**EXERCISE DIRECTIONS:** The answer must consist of each line below that contains the string "type".

Saved entries:
___

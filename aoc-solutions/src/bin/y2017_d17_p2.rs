aoc_solver::script_main!(aoc_solutions::my_solutions::year_2017::day_17::Solver, 2);
use crate::utils::input::comma_separated;
use aoc_solver::{AocParser, ParseError, PartSolver, SolveError};
use aoc_solver_macros::AocSolver;

#[derive(AocSolver)]
#[aoc_solver(max_parts = 2)]
pub struct Solver;

const NEW_TIMER: usize = 8;
const RESET_TIMER: usize = 6;

/// Number of fish at each timer value.
pub type School = [u64; NEW_TIMER + 1];

impl AocParser for Solver {
    type SharedData<'a> = School;

    fn parse(input: &str) -> Result<Self::SharedData<'_>, ParseError> {
        let mut school = [0; NEW_TIMER + 1];
        for timer in comma_separated::<usize>(input)? {
            *school.get_mut(timer).ok_or_else(|| {
                ParseError::InvalidFormat(format!("timer {} is above {}", timer, NEW_TIMER))
            })? += 1;
        }
        Ok(school)
    }
}

pub fn population(mut school: School, days: usize) -> u64 {
    for _ in 0..days {
        school.rotate_left(1);
        school[RESET_TIMER] += school[NEW_TIMER];
    }
    school.iter().sum()
}

impl PartSolver<1> for Solver {
    fn solve(shared: &mut Self::SharedData<'_>) -> Result<String, SolveError> {
        Ok(population(*shared, 80).to_string())
    }
}

impl PartSolver<2> for Solver {
    fn solve(shared: &mut Self::SharedData<'_>) -> Result<String, SolveError> {
        Ok(population(*shared, 256).to_string())
    }
}

#[cfg(test)]
mod tests {
    use super::*;
    use aoc_solver::{AocParser, solve_input};

    #[test]
    fn test_sample() {
        let school = Solver::parse("3,4,3,1,2\n").unwrap();
        assert_eq!(population(school, 18), 26);
        assert_eq!(solve_input::<Solver>("3,4,3,1,2\n", 1).unwrap(), "5934");
        assert_eq!(solve_input::<Solver>("3,4,3,1,2\n", 2).unwrap(), "26984457539");
    }

    #[test]
    fn test_bad_timer() {
        assert!(solve_input::<Solver>("3,9\n", 1).is_err());
    }
}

___

**TASK SOLUTION:**
pub type School = [u64; NEW_TIMER + 1];
    type SharedData<'a> = School;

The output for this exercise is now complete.